**REQUIRED WORK:**
Determine how many lines of the entries that follow contain "derive", and respond with that number alone.

(GIVEN DATA)

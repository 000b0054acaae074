//! OpenShift version handling.
//!
//! Full versions are plain [`semver::Version`]s; this module adds the
//! `major.minor` form customers use to request an upgrade target, and the
//! channel naming convention of the update-graph service.

use semver::Version;
use serde::{Deserialize, Serialize};
use std::fmt::{self, Display};
use std::str::FromStr;
use thiserror::Error;

#[derive(Debug, Error, PartialEq, Eq)]
#[error("{0:?} is not a major.minor version")]
pub struct ParseMinorError(String);

/// A `major.minor` version pair, e.g. `4.19`.
#[derive(Debug, Clone, Copy, PartialEq, Eq, Hash, PartialOrd, Ord)]
pub struct MinorVersion {
    pub major: u64,
    pub minor: u64,
}

impl MinorVersion {
    #[must_use]
    pub fn new(major: u64, minor: u64) -> Self {
        Self { major, minor }
    }

    /// The `major.minor` pair a full version belongs to.
    #[must_use]
    pub fn of(version: &Version) -> Self {
        Self {
            major: version.major,
            minor: version.minor,
        }
    }

    /// The `X.Y.0` baseline of this minor.
    #[must_use]
    pub fn baseline(self) -> Version {
        Version::new(self.major, self.minor, 0)
    }

    /// The next minor in the same major.
    #[must_use]
    pub fn successor(self) -> Self {
        Self {
            major: self.major,
            minor: self.minor + 1,
        }
    }

    /// Whether `version` belongs to this minor.
    #[must_use]
    pub fn contains(self, version: &Version) -> bool {
        version.major == self.major && version.minor == self.minor
    }

    /// The update-graph channel for this minor in a channel group,
    /// e.g. `stable-4.19`.
    #[must_use]
    pub fn channel(self, group: &str) -> String {
        format!("{group}-{self}")
    }
}

impl Display for MinorVersion {
    fn fmt(&self, f: &mut fmt::Formatter<'_>) -> fmt::Result {
        write!(f, "{}.{}", self.major, self.minor)
    }
}

impl FromStr for MinorVersion {
    type Err = ParseMinorError;

    fn from_str(s: &str) -> Result<Self, Self::Err> {
        let (major, minor) = s.split_once('.').ok_or_else(|| ParseMinorError(s.to_owned()))?;
        let parse = |part: &str| {
            if part.is_empty() || part.chars().any(|c| !c.is_ascii_digit()) {
                return Err(ParseMinorError(s.to_owned()));
            }
            part.parse::<u64>().map_err(|_| ParseMinorError(s.to_owned()))
        };
        Ok(Self {
            major: parse(major)?,
            minor: parse(minor)?,
        })
    }
}

impl Serialize for MinorVersion {
    fn serialize<S: serde::Serializer>(&self, serializer: S) -> Result<S::Ok, S::Error> {
        serializer.collect_str(self)
    }
}

impl<'de> Deserialize<'de> for MinorVersion {
    fn deserialize<D: serde::Deserializer<'de>>(deserializer: D) -> Result<Self, D::Error> {
        let raw = String::deserialize(deserializer)?;
        raw.parse().map_err(serde::de::Error::custom)
    }
}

(End GIVEN DATA)

**EXPECTED ANSWER:**
2